Assigned task:
Search the listing below, and show each line that includes the word "MatchValue".
***
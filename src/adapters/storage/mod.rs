//! Storage Adapters
//!
//! Implementations of the FormStateStore port for persisting in-progress forms.
//!
//! ## Available Adapters
//!
//! - **FileFormStore** - Stores each form as a YAML file on disk
//! - **InMemoryFormStore** - Stores forms in memory (testing/development)
//!
//! ## Usage
//!
//! ```ignore
//! use formflow::adapters::storage::{FileFormStore, InMemoryFormStore};
//!
//! // Durable: file-based storage
//! let store = FileFormStore::new("./data/forms");
//!
//! // Testing: in-memory storage
//! let store = InMemoryFormStore::new();
//! ```

mod file_form_store;
mod in_memory_form_store;

pub use file_form_store::FileFormStore;
pub use in_memory_form_store::InMemoryFormStore;
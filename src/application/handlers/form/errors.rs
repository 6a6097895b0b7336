//! Errors raised while running a form turn.

use thiserror::Error;

use crate::domain::form::{FormStateError, HookError};
use crate::domain::foundation::FormData;
use crate::domain::step::StepError;
use crate::ports::ChannelError;

/// Anything that can go wrong inside a turn.
#[derive(Debug, Error)]
pub enum FormFault {
    #[error("Step '{0}' does not exist")]
    StepOutOfRange(String),

    #[error("Form state does not match the form: {0}")]
    StateMismatch(String),

    #[error(transparent)]
    Channel(#[from] ChannelError),

    #[error(transparent)]
    Hook(#[from] HookError),

    #[error(transparent)]
    State(#[from] FormStateError),

    #[error(transparent)]
    Step(#[from] StepError),
}

/// Why a form ended without completing.
#[derive(Debug)]
pub enum CancelReason {
    /// The user quit, or backed up past the first step.
    Quit,
    Fault(FormFault),
}

/// A form ended without completing.
#[derive(Debug, Error)]
#[error("Form canceled at step '{last_step}'")]
pub struct FormCanceled {
    /// Data gathered before the form ended.
    pub data: FormData,
    pub last_step: String,
    /// Names of the steps that were completed.
    pub completed: Vec<String>,
    pub reason: CancelReason,
}

impl FormCanceled {
    pub fn is_quit(&self) -> bool {
        matches!(self.reason, CancelReason::Quit)
    }

    pub fn fault(&self) -> Option<&FormFault> {
        match &self.reason {
            CancelReason::Fault(fault) => Some(fault),
            CancelReason::Quit => None,
        }
    }
}
//! Persisted, resumable progress through a form.
//!
//! A `FormState` is owned by the host between turns and handed back to the
//! dialog with every inbound message. It carries no references to the form
//! itself, only step indices, so it can be stored as JSON and validated
//! against the form's step count when it is loaded again.

use serde::{Deserialize, Serialize};
use thiserror::Error;

use super::next_step::NextStep;
use super::prompt::FormPrompt;
use crate::domain::foundation::FieldValue;
use crate::domain::recognition::MatchValue;

/// Current encoding version of [`FormState`].
pub const FORM_STATE_VERSION: u32 = 1;

/// Progress of a single step.
#[derive(Debug, Clone, Copy, Default, PartialEq, Eq, Serialize, Deserialize)]
#[serde(rename_all = "snake_case")]
pub enum StepPhase {
    #[default]
    Ready,
    Responding,
    Completed,
}

/// Where a field step is within its own exchange.
#[derive(Debug, Clone, Copy, Default, PartialEq, Eq, Serialize, Deserialize)]
#[serde(rename_all = "snake_case")]
pub enum FieldStepStatus {
    #[default]
    Prompted,
    Clarifying,
}

/// An input fragment that matched several values.
#[derive(Debug, Clone, PartialEq, Serialize, Deserialize)]
pub struct Ambiguous {
    /// The words the user wrote.
    pub response: String,
    pub values: Vec<FieldValue>,
}

impl Ambiguous {
    pub fn new(response: impl Into<String>, values: Vec<FieldValue>) -> Self {
        Self {
            response: response.into(),
            values,
        }
    }
}

/// Sub-state of a field step between turns.
#[derive(Debug, Clone, Default, PartialEq, Serialize, Deserialize)]
pub struct FieldStepState {
    pub status: FieldStepStatus,
    /// Feedback about words that were not understood.
    #[serde(default, skip_serializing_if = "Option::is_none")]
    pub unmatched: Option<String>,
    /// Values already fixed while clarifying.
    #[serde(default)]
    pub settled: Vec<MatchValue>,
    /// Outstanding ambiguities, resolved front to back.
    #[serde(default)]
    pub clarifications: Vec<Ambiguous>,
}

impl FieldStepState {
    pub fn is_clarifying(&self) -> bool {
        self.status == FieldStepStatus::Clarifying
    }
}

/// Typed per-step sub-state.
#[derive(Debug, Clone, PartialEq, Serialize, Deserialize)]
#[serde(tag = "kind", rename_all = "snake_case")]
pub enum StepState {
    Field(FieldStepState),
}

/// A reply pre-seeded from an extracted entity.
#[derive(Debug, Clone, PartialEq, Eq, Serialize, Deserialize)]
pub struct FieldInput {
    pub step: usize,
    pub text: String,
}

/// Errors encoding or decoding a [`FormState`].
#[derive(Debug, Error)]
pub enum FormStateError {
    #[error("Failed to encode form state: {0}")]
    Encode(#[source] serde_json::Error),

    #[error("Failed to decode form state: {0}")]
    Decode(#[source] serde_json::Error),

    #[error("Unsupported form state version {found} (expected {expected})")]
    Version { found: u32, expected: u32 },

    #[error("Form state does not fit the form: {0}")]
    Inconsistent(String),
}

/// Everything needed to resume a form on the next turn.
#[derive(Debug, Clone, PartialEq, Serialize, Deserialize)]
pub struct FormState {
    pub version: u32,
    /// Index of the current step.
    pub step: usize,
    pub phases: Vec<StepPhase>,
    /// Visited step indices for going back.
    pub history: Vec<usize>,
    #[serde(default, skip_serializing_if = "Option::is_none")]
    pub step_state: Option<StepState>,
    /// Pending multi-choice navigation.
    #[serde(default, skip_serializing_if = "Option::is_none")]
    pub next: Option<NextStep>,
    /// Queued entity replies, consumed from the back.
    #[serde(default, skip_serializing_if = "Option::is_none")]
    pub field_inputs: Option<Vec<FieldInput>>,
    #[serde(default)]
    pub process_inputs: bool,
    #[serde(default, skip_serializing_if = "Option::is_none")]
    pub last_prompt: Option<FormPrompt>,
}

impl FormState {
    pub fn new(step_count: usize) -> Self {
        Self {
            version: FORM_STATE_VERSION,
            step: 0,
            phases: vec![StepPhase::Ready; step_count],
            history: Vec::new(),
            step_state: None,
            next: None,
            field_inputs: None,
            process_inputs: false,
            last_prompt: None,
        }
    }

    /// Returns to the first step with every phase Ready.
    pub fn reset(&mut self) {
        *self = Self::new(self.phases.len());
    }

    pub fn step_count(&self) -> usize {
        self.phases.len()
    }

    pub fn phase(&self, step: usize) -> StepPhase {
        self.phases.get(step).copied().unwrap_or_default()
    }

    pub fn set_phase(&mut self, step: usize, phase: StepPhase) {
        if let Some(slot) = self.phases.get_mut(step) {
            *slot = phase;
        }
    }

    pub fn current_phase(&self) -> StepPhase {
        self.phase(self.step)
    }

    pub fn set_current_phase(&mut self, phase: StepPhase) {
        self.set_phase(self.step, phase);
    }

    pub fn field_state(&self) -> Option<&FieldStepState> {
        match &self.step_state {
            Some(StepState::Field(state)) => Some(state),
            None => None,
        }
    }

    /// The field sub-state, created on first use.
    pub fn field_state_mut(&mut self) -> &mut FieldStepState {
        let StepState::Field(state) = self
            .step_state
            .get_or_insert_with(|| StepState::Field(FieldStepState::default()));
        state
    }

    pub fn has_field_inputs(&self) -> bool {
        self.field_inputs.as_ref().map_or(false, |inputs| !inputs.is_empty())
    }

    pub fn encode(&self) -> Result<String, FormStateError> {
        serde_json::to_string(self).map_err(FormStateError::Encode)
    }

    /// Parses and checks a state against a form with `step_count` steps.
    pub fn decode(json: &str, step_count: usize) -> Result<Self, FormStateError> {
        let state: Self = serde_json::from_str(json).map_err(FormStateError::Decode)?;
        state.validate_for(step_count)?;
        Ok(state)
    }

    pub fn validate_for(&self, step_count: usize) -> Result<(), FormStateError> {
        if self.version != FORM_STATE_VERSION {
            return Err(FormStateError::Version {
                found: self.version,
                expected: FORM_STATE_VERSION,
            });
        }
        if self.phases.len() != step_count {
            return Err(FormStateError::Inconsistent(format!(
                "{} phases for {} steps",
                self.phases.len(),
                step_count
            )));
        }
        if step_count > 0 && self.step >= step_count {
            return Err(FormStateError::Inconsistent(format!(
                "step {} out of range",
                self.step
            )));
        }
        if let Some(bad) = self.history.iter().find(|&&index| index >= step_count) {
            return Err(FormStateError::Inconsistent(format!(
                "history entry {} out of range",
                bad
            )));
        }
        let bad_input = self
            .field_inputs
            .iter()
            .flatten()
            .find(|input| input.step >= step_count);
        if let Some(input) = bad_input {
            return Err(FormStateError::Inconsistent(format!(
                "field input for step {} out of range",
                input.step
            )));
        }
        Ok(())
    }
}

#[cfg(test)]
mod tests {
    use super::*;

    #[test]
    fn new_state_is_ready_everywhere() {
        let state = FormState::new(3);
        assert_eq!(state.step, 0);
        assert_eq!(state.phases, vec![StepPhase::Ready; 3]);
        assert!(state.history.is_empty());
    }

    #[test]
    fn reset_keeps_step_count() {
        let mut state = FormState::new(2);
        state.step = 1;
        state.history.push(0);
        state.set_phase(0, StepPhase::Completed);
        state.process_inputs = true;
        state.reset();
        assert_eq!(state, FormState::new(2));
    }

    #[test]
    fn phase_out_of_range_is_ready() {
        let state = FormState::new(1);
        assert_eq!(state.phase(5), StepPhase::Ready);
    }

    #[test]
    fn field_state_is_created_on_demand() {
        let mut state = FormState::new(1);
        assert!(state.field_state().is_none());
        state.field_state_mut().status = FieldStepStatus::Clarifying;
        assert!(state.field_state().unwrap().is_clarifying());
    }

    mod persistence {
        use super::*;

        #[test]
        fn encode_preserves_history_and_clarifications() {
            let mut state = FormState::new(3);
            state.step = 2;
            state.history = vec![0, 1];
            state.set_phase(0, StepPhase::Completed);
            state.set_phase(2, StepPhase::Responding);
            let field = state.field_state_mut();
            field.status = FieldStepStatus::Clarifying;
            field.settled.push(MatchValue::NoValue);
            field
                .clarifications
                .push(Ambiguous::new("chicken", vec!["BBQ".into(), "Grilled".into()]));
            state.next = Some(NextStep::Named(vec!["a".into(), "b".into()]));
            state.last_prompt = Some(FormPrompt::new("Which?"));

            let decoded = FormState::decode(&state.encode().unwrap(), 3).unwrap();
            assert_eq!(decoded, state);
        }

        #[test]
        fn decode_rejects_other_versions() {
            let mut state = FormState::new(1);
            state.version = 7;
            let err = FormState::decode(&state.encode().unwrap(), 1).unwrap_err();
            assert!(matches!(err, FormStateError::Version { found: 7, .. }));
        }

        #[test]
        fn decode_rejects_wrong_step_count() {
            let json = FormState::new(2).encode().unwrap();
            let err = FormState::decode(&json, 3).unwrap_err();
            assert!(matches!(err, FormStateError::Inconsistent(_)));
        }

        #[test]
        fn decode_rejects_history_out_of_range() {
            let mut state = FormState::new(2);
            state.history.push(4);
            let err = FormState::decode(&state.encode().unwrap(), 2).unwrap_err();
            assert!(matches!(err, FormStateError::Inconsistent(_)));
        }

        #[test]
        fn decode_rejects_garbage() {
            assert!(matches!(
                FormState::decode("{not json", 1),
                Err(FormStateError::Decode(_))
            ));
        }
    }
}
***
Exercise output:
use crate::domain::recognition::MatchValue;
    pub settled: Vec<MatchValue>,
            field.settled.push(MatchValue::NoValue);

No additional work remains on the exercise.